Because health plans have gone so far in limiting length-of-stays or denying coverage for women with breast cancer, the bill includes the following two provisions to protect quality of care for women:

  • Sec. 152. STANDARD RELATING TO BENEFITS FOR CERTAIN BREAST CANCER TREATMENTS: Health plans must cover a hospital stay of at least 48 hours for women undergoing a mastectomy and no less than 24 hours for women having a lumpectomy with lymph node dissection. Doctors and patients, not health plan accountants, can decide on earlier discharge or outpatient surgery. This provision does not override more protective state laws.
  • Sec. 153. STANDARDS RELATING TO BENEFITS FOR RECONSTRUCTIVE BREAST SURGERY: Health plans that provide coverage for breast surgery in connection with mastectomies shall also provide coverage for prostheses or reconstructive breast surgery, and for lymphodema related to the surgery. This provision does not override more protective state laws.

SUBTITLE G -- DEFINITIONS

  • Sec. 191: DEFINITIONS OF TERMS USED IN THE BILL.
  • Sec. 192: PREEMPTION; STATE FLEXIBILITY; CONSTRUCTION: Nothing in this bill changes the current health regulatory structure whereby states have authority to regulate fully-insured plans and the Department of Labor maintains jurisdiction over self-insured plans.


TITLE II -- APPLICATION OF PATIENT PROTECTION STANDARDS
TO GROUP HEALTH PLANS AND HEALTH INSURANCE COVERAGE
UNDER PUBLIC HEALTH SERVICE ACT

The provisions of this title track the structure of the Health Insurance Portability and Accountability Act (HIPAA) to make the same set of protections apply in both the group and the individual health insurance market. Unlike HIPAA, there would be no opt-out for state and local governments.

TITLE III -- AMENDMENTS TO THE EMPLOYEE RETIREMENT INCOME SECURITY ACT OF 1974

  • Sec. 301. APPLICATION OF PATIENT PROTECTION STANDARDS TO GROUP HEALTH PLANS AND GROUP HEALTH INSURANCE COVERAGE UNDER THE EMPLOYEE RETIREMENT INCOME SECURITY ACT OF 1974. This provision extends the bill's patient protection standards to ERISA group health plans. If an employer provides coverage through an insurance plan, they are protected from certain responsibilities that are transferred to the responsibility of the health insurance issuer.
  • Sec. 302. ERISA PREEMPTION NOT TO APPLY TO CERTAIN ACTIONS INVOLVING HEALTH INSURANCE POLICY HOLDERS: Because ERISA preempts state laws, health plans are currently not liable (except for the value of the benefit) if they arbitrarily limit care to their patients and the limitation results in harm to the patient. The bill amends ERISA to allow state law to determine whether a patient can bring a state cause of action against health plan administrators who cause harm through their actions. The provision explicitly protects from liability employers who are not involved in the decision-making that resulted in harm.

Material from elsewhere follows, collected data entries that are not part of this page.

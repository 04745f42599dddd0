use crate::lang::{IdSentence, Phrasal, RelId, TagId, TokenIds, Tokenized, WordId};

use super::{
    DepRel, DepRelCollection, MorphTag, Preprocess, TagCollection, TagRegistry, Vocab,
};

/// Turns string-side sentences into the id records the statistical models
/// consume.
///
/// `fit` interns unseen forms, tags and relations while encoding;
/// `transform` leaves the collections untouched and resolves unseen input
/// through the unknown entries.
#[derive(Debug, Clone)]
pub struct SentenceEncoder {
    registry: TagRegistry,
    vocab: Vocab,
    tags: TagCollection,
    rels: DepRelCollection,
}

impl SentenceEncoder {
    pub fn new(registry: TagRegistry) -> Self {
        let vocab = Vocab::new();
        let tags = TagCollection::new(&registry);
        let rels = DepRelCollection::new(&registry);
        SentenceEncoder {
            registry: registry,
            vocab: vocab,
            tags: tags,
            rels: rels,
        }
    }

    pub fn from_parts(
        registry: TagRegistry,
        vocab: Vocab,
        tags: TagCollection,
        rels: DepRelCollection,
    ) -> Self {
        SentenceEncoder {
            registry: registry,
            vocab: vocab,
            tags: tags,
            rels: rels,
        }
    }

    pub fn registry(&self) -> &TagRegistry {
        &self.registry
    }

    pub fn vocab(&self) -> &Vocab {
        &self.vocab
    }

    pub fn tags(&self) -> &TagCollection {
        &self.tags
    }

    pub fn relations(&self) -> &DepRelCollection {
        &self.rels
    }

    fn fit_token<T: Tokenized>(&mut self, index: usize, token: &T) -> TokenIds {
        let word = self.vocab.add(token.form().to_lowercase());
        let lemma = match token.lemma() {
            Some(lemma) => self.vocab.add(lemma.to_lowercase()),
            None => word,
        };
        let tag = match self.build_tag(token) {
            Some(tag) => self.tags.intern(tag),
            None => TagCollection::UNKNOWN,
        };
        self.vocab.record_tag(word, tag);
        let (head, rel) = self.fit_rel(index, token);
        TokenIds {
            word: word,
            lemma: lemma,
            tag: tag,
            head: head,
            rel: rel,
        }
    }

    fn transform_token<T: Tokenized>(&self, index: usize, token: &T) -> TokenIds {
        let word = self.vocab.get(&token.form().to_lowercase());
        let lemma = match token.lemma() {
            Some(lemma) => self.vocab.get(&lemma.to_lowercase()),
            None => word,
        };
        let tag = match self.build_tag(token) {
            Some(tag) => self.resolve_tag(word, &tag),
            None => TagCollection::UNKNOWN,
        };
        let (head, rel) = self.transform_rel(index, token);
        TokenIds {
            word: word,
            lemma: lemma,
            tag: tag,
            head: head,
            rel: rel,
        }
    }

    /// `None` when the POS annotation is absent or outside the registry.
    fn build_tag<T: Tokenized>(&self, token: &T) -> Option<MorphTag> {
        let pos = token
            .postag()
            .and_then(|name| self.registry.pos_id(&name.to_lowercase()))?;
        let mut tag = MorphTag::new(pos);
        if let Some(feats) = token.feats() {
            for pair in feats.split('|') {
                let mut parts = pair.splitn(2, '=');
                let name = parts
                    .next()
                    .and_then(|s| self.registry.feature_id(&s.to_lowercase()));
                let value = parts
                    .next()
                    .and_then(|s| self.registry.value_id(&s.to_lowercase()));
                // pairs outside the registry are dropped
                if let (Some(name), Some(value)) = (name, value) {
                    tag.set(name, value);
                }
            }
        }
        Some(tag)
    }

    /// Exact lookup first, then the nearest tag the word was seen with.
    fn resolve_tag(&self, word: WordId, tag: &MorphTag) -> TagId {
        if let Some(id) = self.tags.index_of(tag) {
            return id;
        }
        self.vocab
            .tags(word)
            .and_then(|candidates| self.tags.most_similar(tag, candidates))
            .unwrap_or(TagCollection::UNKNOWN)
    }

    fn build_rel<T: Tokenized>(&self, index: usize, head: usize, token: &T) -> Option<DepRel> {
        let deprel = token.deprel()?.to_lowercase();
        let mut parts = deprel.splitn(2, ':');
        let relation = parts
            .next()
            .and_then(|name| self.registry.relation_id(name))?;
        let modifier = parts
            .next()
            .and_then(|name| self.registry.modifier_id(name))
            .unwrap_or_else(|| self.registry.empty_modifier());
        Some(DepRel {
            relation: relation,
            modifier: modifier,
            head_before: head <= index,
        })
    }

    /// Non-root heads whose relation cannot be encoded are dropped so
    /// that a usable head always carries a meaningful relation id.
    fn fit_rel<T: Tokenized>(&mut self, index: usize, token: &T) -> (Option<usize>, RelId) {
        let head = match token.head() {
            Some(head) => head,
            None => return (None, DepRelCollection::ROOT),
        };
        if head == 0 {
            return (Some(0), DepRelCollection::ROOT);
        }
        match self.build_rel(index, head, token) {
            Some(rel) => (Some(head), self.rels.intern(rel)),
            None => (None, DepRelCollection::ROOT),
        }
    }

    fn transform_rel<T: Tokenized>(&self, index: usize, token: &T) -> (Option<usize>, RelId) {
        let head = match token.head() {
            Some(head) => head,
            None => return (None, DepRelCollection::ROOT),
        };
        if head == 0 {
            return (Some(0), DepRelCollection::ROOT);
        }
        match self
            .build_rel(index, head, token)
            .and_then(|rel| self.rels.index_of(&rel))
        {
            Some(id) => (Some(head), id),
            None => (None, DepRelCollection::ROOT),
        }
    }
}

impl Default for SentenceEncoder {
    fn default() -> Self {
        SentenceEncoder::new(TagRegistry::universal())
    }
}

impl<S: Phrasal> Preprocess<S> for SentenceEncoder {
    type Output = IdSentence;

    fn fit_each(&mut self, x: &S) -> Option<Self::Output> {
        let encoded = x
            .tokens()
            .iter()
            .enumerate()
            .map(|(i, token)| self.fit_token(i, token))
            .collect();
        Some(encoded)
    }

    fn transform_each(&self, x: S) -> Self::Output {
        x.tokens()
            .iter()
            .enumerate()
            .map(|(i, token)| self.transform_token(i, token))
            .collect()
    }
}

TITLE IV -- APPLICATION TO GROUP HEALTH PLANS UNDER THE INTERNAL REVENUE CODE OF 1986

Following the structure of the Health Insurance Portability and Accountability Act, this title provides enforcement through the Internal Revenue Code.

TITLE V -- EFFECTIVE DATES; COORDINATION IN IMPLEMENTATION

This title coordinates implementation dates. In general, the effective date is January 1, 1999. For collective bargaining agreements, it is effective after the contract terminates if that is later than the general effective date.